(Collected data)
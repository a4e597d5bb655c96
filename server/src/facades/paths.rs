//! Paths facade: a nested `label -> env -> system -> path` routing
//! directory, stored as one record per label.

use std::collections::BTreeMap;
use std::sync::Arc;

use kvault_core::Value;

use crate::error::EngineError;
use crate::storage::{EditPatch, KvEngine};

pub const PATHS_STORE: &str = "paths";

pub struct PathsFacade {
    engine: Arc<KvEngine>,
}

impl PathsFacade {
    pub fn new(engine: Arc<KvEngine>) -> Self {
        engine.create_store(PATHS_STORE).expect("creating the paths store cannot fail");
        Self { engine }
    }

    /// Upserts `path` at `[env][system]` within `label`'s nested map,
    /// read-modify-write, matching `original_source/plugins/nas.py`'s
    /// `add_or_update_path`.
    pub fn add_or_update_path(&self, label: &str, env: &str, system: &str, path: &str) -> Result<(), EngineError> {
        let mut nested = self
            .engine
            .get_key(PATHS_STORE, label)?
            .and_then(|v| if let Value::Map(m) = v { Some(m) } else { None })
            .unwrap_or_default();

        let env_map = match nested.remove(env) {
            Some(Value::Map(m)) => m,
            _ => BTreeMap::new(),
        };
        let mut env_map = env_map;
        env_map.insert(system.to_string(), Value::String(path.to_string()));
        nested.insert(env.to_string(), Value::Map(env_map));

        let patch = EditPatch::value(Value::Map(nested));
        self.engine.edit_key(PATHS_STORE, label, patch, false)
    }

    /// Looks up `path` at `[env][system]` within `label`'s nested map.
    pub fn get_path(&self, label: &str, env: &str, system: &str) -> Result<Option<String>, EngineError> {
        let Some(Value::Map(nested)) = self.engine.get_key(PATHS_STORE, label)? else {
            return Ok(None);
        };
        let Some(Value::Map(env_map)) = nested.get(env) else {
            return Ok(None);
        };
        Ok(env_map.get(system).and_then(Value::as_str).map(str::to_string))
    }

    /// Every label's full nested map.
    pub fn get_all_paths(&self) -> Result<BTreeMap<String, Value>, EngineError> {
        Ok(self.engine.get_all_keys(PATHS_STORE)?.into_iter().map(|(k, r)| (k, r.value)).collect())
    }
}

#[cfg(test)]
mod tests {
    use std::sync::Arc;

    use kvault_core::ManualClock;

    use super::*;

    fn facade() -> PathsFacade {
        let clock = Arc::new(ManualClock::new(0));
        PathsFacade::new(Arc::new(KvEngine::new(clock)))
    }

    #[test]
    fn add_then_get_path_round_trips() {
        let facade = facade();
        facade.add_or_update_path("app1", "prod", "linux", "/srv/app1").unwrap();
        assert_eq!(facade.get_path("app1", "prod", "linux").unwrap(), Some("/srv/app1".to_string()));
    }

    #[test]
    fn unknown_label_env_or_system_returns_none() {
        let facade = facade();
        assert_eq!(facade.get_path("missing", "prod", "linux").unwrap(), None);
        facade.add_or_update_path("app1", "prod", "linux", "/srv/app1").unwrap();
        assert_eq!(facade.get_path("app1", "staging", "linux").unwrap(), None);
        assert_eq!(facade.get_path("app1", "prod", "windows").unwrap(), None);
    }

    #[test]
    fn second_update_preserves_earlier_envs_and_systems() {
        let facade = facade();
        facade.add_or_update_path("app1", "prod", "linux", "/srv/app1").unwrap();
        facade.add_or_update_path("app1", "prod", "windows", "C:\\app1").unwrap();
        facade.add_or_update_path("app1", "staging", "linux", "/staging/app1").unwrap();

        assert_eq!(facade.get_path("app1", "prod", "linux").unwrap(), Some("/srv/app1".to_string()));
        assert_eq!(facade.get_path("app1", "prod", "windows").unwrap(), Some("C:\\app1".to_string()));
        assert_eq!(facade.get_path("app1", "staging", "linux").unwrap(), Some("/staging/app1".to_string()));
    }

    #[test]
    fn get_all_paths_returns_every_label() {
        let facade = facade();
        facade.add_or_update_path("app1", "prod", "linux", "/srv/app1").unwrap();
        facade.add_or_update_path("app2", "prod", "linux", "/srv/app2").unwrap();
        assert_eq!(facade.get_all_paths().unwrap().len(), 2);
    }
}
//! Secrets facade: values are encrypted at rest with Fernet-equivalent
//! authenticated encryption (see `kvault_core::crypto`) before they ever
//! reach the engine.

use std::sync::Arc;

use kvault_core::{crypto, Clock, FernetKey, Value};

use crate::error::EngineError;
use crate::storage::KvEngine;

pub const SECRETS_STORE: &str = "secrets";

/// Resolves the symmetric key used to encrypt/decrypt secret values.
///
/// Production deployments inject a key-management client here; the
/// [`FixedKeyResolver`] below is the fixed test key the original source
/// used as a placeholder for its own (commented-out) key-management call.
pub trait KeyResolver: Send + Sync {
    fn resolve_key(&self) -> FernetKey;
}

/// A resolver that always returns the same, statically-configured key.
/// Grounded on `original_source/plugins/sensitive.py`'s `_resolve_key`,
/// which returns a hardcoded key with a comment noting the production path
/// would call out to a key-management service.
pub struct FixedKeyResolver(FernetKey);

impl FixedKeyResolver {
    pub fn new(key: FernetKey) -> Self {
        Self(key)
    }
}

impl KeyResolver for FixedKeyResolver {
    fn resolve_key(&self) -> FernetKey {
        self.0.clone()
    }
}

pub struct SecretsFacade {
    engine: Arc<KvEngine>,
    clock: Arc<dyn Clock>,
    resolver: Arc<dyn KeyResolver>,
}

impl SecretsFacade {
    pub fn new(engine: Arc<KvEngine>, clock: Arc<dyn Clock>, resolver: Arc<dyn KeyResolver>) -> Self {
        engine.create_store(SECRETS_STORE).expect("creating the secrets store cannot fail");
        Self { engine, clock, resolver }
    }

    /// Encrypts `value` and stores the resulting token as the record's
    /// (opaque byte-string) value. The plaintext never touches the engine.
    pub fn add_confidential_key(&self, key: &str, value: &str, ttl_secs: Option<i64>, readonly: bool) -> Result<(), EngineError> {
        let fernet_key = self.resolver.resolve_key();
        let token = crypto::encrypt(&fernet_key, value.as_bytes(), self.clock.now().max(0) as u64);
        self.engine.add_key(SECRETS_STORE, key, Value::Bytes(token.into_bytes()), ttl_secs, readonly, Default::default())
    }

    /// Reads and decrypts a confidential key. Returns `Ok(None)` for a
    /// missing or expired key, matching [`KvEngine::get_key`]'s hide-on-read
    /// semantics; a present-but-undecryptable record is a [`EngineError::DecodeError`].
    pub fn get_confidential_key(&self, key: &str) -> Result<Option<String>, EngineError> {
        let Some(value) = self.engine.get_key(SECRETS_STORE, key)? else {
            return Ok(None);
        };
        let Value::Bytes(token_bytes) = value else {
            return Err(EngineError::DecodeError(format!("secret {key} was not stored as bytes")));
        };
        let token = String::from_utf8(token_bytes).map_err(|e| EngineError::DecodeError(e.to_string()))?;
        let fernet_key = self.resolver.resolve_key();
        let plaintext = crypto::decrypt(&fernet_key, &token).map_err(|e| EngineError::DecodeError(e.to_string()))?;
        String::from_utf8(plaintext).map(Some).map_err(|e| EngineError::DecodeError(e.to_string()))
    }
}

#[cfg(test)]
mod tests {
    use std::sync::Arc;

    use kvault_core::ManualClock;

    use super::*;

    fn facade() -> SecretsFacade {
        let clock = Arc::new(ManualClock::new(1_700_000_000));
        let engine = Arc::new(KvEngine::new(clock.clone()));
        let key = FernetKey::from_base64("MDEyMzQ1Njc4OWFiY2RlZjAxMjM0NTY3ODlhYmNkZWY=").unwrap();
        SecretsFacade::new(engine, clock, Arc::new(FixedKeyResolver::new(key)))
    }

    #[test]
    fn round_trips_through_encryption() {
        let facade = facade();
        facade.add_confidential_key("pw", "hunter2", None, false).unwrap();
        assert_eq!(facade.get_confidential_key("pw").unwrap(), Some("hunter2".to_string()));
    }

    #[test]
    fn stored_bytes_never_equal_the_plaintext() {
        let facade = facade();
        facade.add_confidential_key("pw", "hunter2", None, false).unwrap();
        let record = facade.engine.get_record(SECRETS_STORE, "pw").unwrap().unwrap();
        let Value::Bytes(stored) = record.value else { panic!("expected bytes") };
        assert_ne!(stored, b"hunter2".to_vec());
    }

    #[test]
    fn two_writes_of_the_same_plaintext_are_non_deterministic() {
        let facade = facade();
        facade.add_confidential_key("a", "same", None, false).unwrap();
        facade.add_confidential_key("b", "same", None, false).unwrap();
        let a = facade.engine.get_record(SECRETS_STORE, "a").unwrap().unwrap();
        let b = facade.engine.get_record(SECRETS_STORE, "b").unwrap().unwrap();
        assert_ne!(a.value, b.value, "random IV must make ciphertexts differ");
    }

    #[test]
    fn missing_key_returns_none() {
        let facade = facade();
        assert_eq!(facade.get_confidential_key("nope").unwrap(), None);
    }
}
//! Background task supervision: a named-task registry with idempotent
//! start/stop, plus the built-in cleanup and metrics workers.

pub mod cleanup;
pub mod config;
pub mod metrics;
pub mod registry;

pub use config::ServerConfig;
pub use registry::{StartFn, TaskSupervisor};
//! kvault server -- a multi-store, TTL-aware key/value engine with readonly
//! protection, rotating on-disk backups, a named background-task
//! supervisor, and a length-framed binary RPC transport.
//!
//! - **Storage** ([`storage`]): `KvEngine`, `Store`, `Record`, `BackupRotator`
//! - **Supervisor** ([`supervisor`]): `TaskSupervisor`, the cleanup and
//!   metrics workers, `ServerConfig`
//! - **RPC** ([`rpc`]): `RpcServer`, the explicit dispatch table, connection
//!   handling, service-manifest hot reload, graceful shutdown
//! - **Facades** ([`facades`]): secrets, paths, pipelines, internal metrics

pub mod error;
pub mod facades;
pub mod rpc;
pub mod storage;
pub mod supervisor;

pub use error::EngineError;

What the task asks:
Return, from the data, each line where the string "Some" occurs.

Task result:
            .and_then(|v| if let Value::Map(m) = v { Some(m) } else { None })
            Some(Value::Map(m)) => m,
        let Some(Value::Map(nested)) = self.engine.get_key(PATHS_STORE, label)? else {
        let Some(Value::Map(env_map)) = nested.get(env) else {
        assert_eq!(facade.get_path("app1", "prod", "linux").unwrap(), Some("/srv/app1".to_string()));
        assert_eq!(facade.get_path("app1", "prod", "linux").unwrap(), Some("/srv/app1".to_string()));
        assert_eq!(facade.get_path("app1", "prod", "windows").unwrap(), Some("C:\\app1".to_string()));
        assert_eq!(facade.get_path("app1", "staging", "linux").unwrap(), Some("/staging/app1".to_string()));
        let Some(value) = self.engine.get_key(SECRETS_STORE, key)? else {
        String::from_utf8(plaintext).map(Some).map_err(|e| EngineError::DecodeError(e.to_string()))
        assert_eq!(facade.get_confidential_key("pw").unwrap(), Some("hunter2".to_string()));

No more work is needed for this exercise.